What Hamilton didn’t know, however, throughout the two-year process of designing the home, was which art pieces her client was selecting and where those works might end up. The owner didn’t exactly know either—the large Johnson (the one piece Hamilton saw prior) and the Bedford piece were the only ones she’d prepegged, because of their size. Others she pulled from storage or other places because they would come alive in Florida’s light. “It’s so different from New York or anywhere else; it begs to have high-impact art and color,” says the owner. “I love the creative aspect of curating the art we live with, but I don’t think of art as decor or needing to go with the decor. We buy pieces that move us, and then it’s fun to figure out how it all works together.”

ellen hamilton florida house tour kitchen
Thomas Loof

Which made installation day fun, especially when the owners’ art delivery truck arrived concurrently with Hamilton’s furniture selections. “We were absolutely blown away as we watched those pieces come off the truck,” says Hamilton. A Hassan Hajjaj portrait was hung in the breakfast nook, where it seems to have inspired the kitchen’s yellow and black tile, but no. The dining area salon wall—a collage of portraiture and other “smalls”—came together seamlessly and harmoniously with Hamilton’s sleek banquette and Ulivi Salotti chairs.

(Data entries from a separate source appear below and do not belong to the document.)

// src/dag/registry.rs

//! Static task definitions and their expansion into a [`Plan`].

use std::collections::{BTreeMap, HashMap};

use petgraph::algo::toposort;
use petgraph::graphmap::DiGraphMap;
use tracing::debug;

use crate::assets::FontGroup;
use crate::dag::plan::Plan;
use crate::dag::task_id::{Action, TaskId};
use crate::errors::{AssetflowError, Result};
use crate::style::StyleEntry;

/// What a task does once its prerequisites are done.
#[derive(Debug, Clone, PartialEq, Eq)]
pub enum TaskBody {
    /// Leaf: run one action.
    Action(Action),
    /// Run sub-tasks with no ordering between them; done when all are done.
    Parallel(Vec<TaskId>),
    /// Run stages in order; each stage is a parallel group.
    Sequence(Vec<Vec<TaskId>>),
    /// Long-running source watcher.
    Watch,
}

#[derive(Debug, Clone, PartialEq, Eq)]
pub struct TaskDef {
    /// Tasks that must complete before the body starts.
    pub prerequisites: Vec<TaskId>,
    pub body: TaskBody,
}

impl TaskDef {
    pub fn action(action: Action) -> Self {
        Self {
            prerequisites: Vec::new(),
            body: TaskBody::Action(action),
        }
    }

    pub fn parallel(tasks: impl IntoIterator<Item = TaskId>) -> Self {
        Self {
            prerequisites: Vec::new(),
            body: TaskBody::Parallel(tasks.into_iter().collect()),
        }
    }

    pub fn sequence(stages: Vec<Vec<TaskId>>) -> Self {
        Self {
            prerequisites: Vec::new(),
            body: TaskBody::Sequence(stages),
        }
    }

    pub fn after(mut self, prerequisites: impl IntoIterator<Item = TaskId>) -> Self {
        self.prerequisites.extend(prerequisites);
        self
    }

    /// Tasks this definition refers to.
    pub fn references(&self) -> Vec<TaskId> {
        let mut out = self.prerequisites.clone();
        match &self.body {
            TaskBody::Parallel(tasks) => out.extend(tasks.iter().copied()),
            TaskBody::Sequence(stages) => out.extend(stages.iter().flatten().copied()),
            TaskBody::Action(_) | TaskBody::Watch => {}
        }
        out
    }
}

/// The task graph of the theme build.
pub fn standard_defs() -> BTreeMap<TaskId, TaskDef> {
    use TaskId::*;

    BTreeMap::from([
        (Default, TaskDef::sequence(vec![vec![Components], vec![Css, Js]])),
        (
            Components,
            TaskDef::parallel([
                MoveFontAwesome,
                MoveFontSansSerif,
                MoveFontCondensed,
                MoveFontSlabSerif,
            ]),
        ),
        (
            MoveFontAwesome,
            TaskDef::action(Action::CopyFonts(FontGroup::FontAwesome)),
        ),
        (
            MoveFontSansSerif,
            TaskDef::action(Action::CopyFonts(FontGroup::SansSerif)),
        ),
        (
            MoveFontCondensed,
            TaskDef::action(Action::CopyFonts(FontGroup::Condensed)),
        ),
        (
            MoveFontSlabSerif,
            TaskDef::action(Action::CopyFonts(FontGroup::SlabSerif)),
        ),
        (Css, TaskDef::parallel([ScssLint, ScssBuild])),
        (ScssLint, TaskDef::action(Action::StyleLint)),
        (ScssBuild, TaskDef::parallel([ScssBuildThemeCss])),
        (
            ScssBuildThemeCss,
            TaskDef::action(Action::StyleBuild(StyleEntry::ThemeCss)),
        ),
        (Js, TaskDef::sequence(vec![vec![EsLint], vec![JsBuild]])),
        (EsLint, TaskDef::action(Action::ScriptLint)),
        (JsBuild, TaskDef::action(Action::ScriptBuild)),
        (
            Watch,
            TaskDef {
                prerequisites: Vec::new(),
                body: TaskBody::Watch,
            },
        ),
    ])
}

/// Validated set of task definitions.
#[derive(Debug, Clone)]
pub struct TaskRegistry {
    defs: BTreeMap<TaskId, TaskDef>,
}

/// Entry and exit leaves of an expanded task.
#[derive(Debug, Clone, Default)]
struct Expanded {
    entries: Vec<TaskId>,
    exits: Vec<TaskId>,
}

impl TaskRegistry {
    /// Validate `defs`: every referenced task must be defined and the
    /// reference graph must be acyclic.
    pub fn new(defs: BTreeMap<TaskId, TaskDef>) -> Result<Self> {
        // Edge direction: referenced task -> referencing task.
        let mut graph: DiGraphMap<TaskId, ()> = DiGraphMap::new();
        for id in defs.keys() {
            graph.add_node(*id);
        }

        for (id, def) in &defs {
            for reference in def.references() {
                if !defs.contains_key(&reference) {
                    return Err(AssetflowError::UnknownTask(format!(
                        "'{reference}' (referenced by '{id}')"
                    )));
                }
                if reference == *id {
                    return Err(AssetflowError::DagCycle(format!(
                        "task '{id}' refers to itself"
                    )));
                }
                graph.add_edge(reference, *id, ());
            }
        }

        toposort(&graph, None).map_err(|cycle| {
            AssetflowError::DagCycle(format!(
                "cycle in task graph involving task '{}'",
                cycle.node_id()
            ))
        })?;

        Ok(Self { defs })
    }

    /// The theme build's tasks.
    pub fn standard() -> Result<Self> {
        Self::new(standard_defs())
    }

    pub fn get(&self, id: TaskId) -> Option<&TaskDef> {
        self.defs.get(&id)
    }

    pub fn task_ids(&self) -> impl Iterator<Item = TaskId> + '_ {
        self.defs.keys().copied()
    }

    /// Expand `root` into its leaf actions.
    ///
    /// Prerequisites precede the body; parallel children share the same
    /// predecessors; every leaf of a sequence stage waits for all exits of
    /// the previous stage.
    pub fn plan(&self, root: TaskId) -> Result<Plan> {
        let mut plan = Plan::new(root);
        let mut memo = HashMap::new();
        self.expand(root, &[], &mut plan, &mut memo)?;

        if !plan.is_acyclic() {
            return Err(AssetflowError::DagCycle(format!(
                "plan for '{root}' has a cycle"
            )));
        }

        debug!(task = %root, leaves = plan.len(), "expanded task plan");
        Ok(plan)
    }

    fn expand(
        &self,
        id: TaskId,
        after: &[TaskId],
        plan: &mut Plan,
        memo: &mut HashMap<TaskId, Expanded>,
    ) -> Result<Vec<TaskId>> {
        if let Some(done) = memo.get(&id) {
            // Already in the plan: later callers also gate its entries.
            let done = done.clone();
            for entry in &done.entries {
                if let Some(action) = plan.action_of(*entry) {
                    plan.add_node(*entry, action, after);
                }
            }
            return Ok(if done.exits.is_empty() {
                after.to_vec()
            } else {
                done.exits
            });
        }

        let def = self
            .defs
            .get(&id)
            .ok_or_else(|| AssetflowError::UnknownTask(id.to_string()))?;

        let mut entries = Vec::new();
        let mut gate = after.to_vec();
        if !def.prerequisites.is_empty() {
            let before = plan.tasks().collect::<Vec<_>>();
            let mut exits = Vec::new();
            for pre in &def.prerequisites {
                exits.extend(self.expand(*pre, after, plan, memo)?);
            }
            entries.extend(plan.tasks().filter(|t| !before.contains(t)));
            dedup(&mut exits);
            gate = exits;
        }

        let before_body = plan.tasks().collect::<Vec<_>>();
        let exits = match &def.body {
            TaskBody::Action(action) => {
                plan.add_node(id, *action, &gate);
                vec![id]
            }
            TaskBody::Parallel(children) => {
                let mut exits = Vec::new();
                for child in children {
                    exits.extend(self.expand(*child, &gate, plan, memo)?);
                }
                exits
            }
            TaskBody::Sequence(stages) => {
                let mut stage_gate = gate.clone();
                for stage in stages {
                    let mut exits = Vec::new();
                    for child in stage {
                        exits.extend(self.expand(*child, &stage_gate, plan, memo)?);
                    }
                    dedup(&mut exits);
                    if !exits.is_empty() {
                        stage_gate = exits;
                    }
                }
                stage_gate
            }
            TaskBody::Watch => {
                plan.set_watch();
                gate.clone()
            }
        };

        if def.prerequisites.is_empty() {
            entries.extend(plan.tasks().filter(|t| !before_body.contains(t)));
        }

        let mut exits = if exits.is_empty() { gate } else { exits };
        dedup(&mut exits);

        memo.insert(
            id,
            Expanded {
                entries,
                exits: exits.clone(),
            },
        );
        Ok(exits)
    }
}

fn dedup(ids: &mut Vec<TaskId>) {
    ids.sort();
    ids.dedup();
}
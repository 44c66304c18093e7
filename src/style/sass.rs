// src/style/sass.rs

//! Sass compile step, backed by `grass`.

use std::fmt;
use std::io;
use std::path::{Path, PathBuf};
use std::sync::{Arc, OnceLock};

use grass::{Options, OutputStyle};
use regex::Regex;

use crate::fs::FileSystem;
use crate::pipeline::{Artifact, Transform, TransformError};

/// Compiles SCSS (variables, nesting, mixins, functions) to plain CSS.
///
/// Runs after [`super::ImportInliner`], so `@import`ed partials are already
/// in the buffer. `@use`/`@forward` are resolved by grass against the load
/// paths, through the build's [`FileSystem`].
#[derive(Debug, Clone)]
pub struct SassCompile {
    fs: Arc<dyn FileSystem>,
    load_paths: Vec<PathBuf>,
}

impl SassCompile {
    pub fn new(fs: Arc<dyn FileSystem>, load_paths: Vec<PathBuf>) -> Self {
        Self { fs, load_paths }
    }

    pub fn load_paths(&self) -> &[PathBuf] {
        &self.load_paths
    }
}

impl Transform for SassCompile {
    fn name(&self) -> &str {
        "compile"
    }

    fn apply(&self, input: Artifact) -> Result<Artifact, TransformError> {
        let source = input.text()?.to_string();
        let fs = SassFs(self.fs.as_ref());
        let options = Options::default()
            .fs(&fs)
            .style(OutputStyle::Expanded)
            .unicode_error_messages(false)
            .load_paths(self.load_paths.as_slice());

        let css = grass::from_string(source, &options)
            .map_err(|e| sass_error(&input.name, &e.to_string()))?;
        Ok(input.with_contents(css))
    }
}

/// Lets grass read through the build's filesystem (real or mock).
struct SassFs<'a>(&'a dyn FileSystem);

impl fmt::Debug for SassFs<'_> {
    fn fmt(&self, f: &mut fmt::Formatter<'_>) -> fmt::Result {
        f.debug_tuple("SassFs").field(&self.0).finish()
    }
}

impl grass::Fs for SassFs<'_> {
    fn is_dir(&self, path: &Path) -> bool {
        self.0.is_dir(path)
    }

    fn is_file(&self, path: &Path) -> bool {
        self.0.is_file(path)
    }

    fn read(&self, path: &Path) -> io::Result<Vec<u8>> {
        self.0
            .read(path)
            .map_err(|e| io::Error::new(io::ErrorKind::NotFound, format!("{e:#}")))
    }
}

fn location_regex() -> &'static Regex {
    static RE: OnceLock<Regex> = OnceLock::new();
    RE.get_or_init(|| Regex::new(r"(\d+):(\d+)\s+root stylesheet").expect("static regex is valid"))
}

/// grass reports `Error: <message>` followed by a source excerpt and a
/// `<line>:<col>  root stylesheet` trace line.
fn sass_error(file: &str, rendered: &str) -> TransformError {
    let message = rendered
        .lines()
        .next()
        .unwrap_or_default()
        .trim_start_matches("Error: ")
        .trim()
        .to_string();

    let location = location_regex().captures(rendered).and_then(|caps| {
        let line = caps.get(1)?.as_str().parse().ok()?;
        let column = caps.get(2)?.as_str().parse().ok()?;
        Some((line, column))
    });

    match location {
        Some((line, column)) => TransformError::Located {
            file: file.to_string(),
            line,
            column,
            message,
        },
        None => TransformError::Message {
            file: file.to_string(),
            message,
        },
    }
}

A Svenja Deininger abstract was hung in a guest bedroom, where it sings against Hamilton’s hushed rose palette. “The surfaces of her paintings are so amazing, and I love her use of color,” says the homeowner. “It felt made to go in that room.”

Well, perhaps, but not by overt design or simple luck. Call it fate by conversation, by being intuitively in sync with one’s co-collaborator. “The art is such a self-expression of my client, our muse,” says Hamilton. “It’s only fitting that the design mirrors that simultaneous expression.”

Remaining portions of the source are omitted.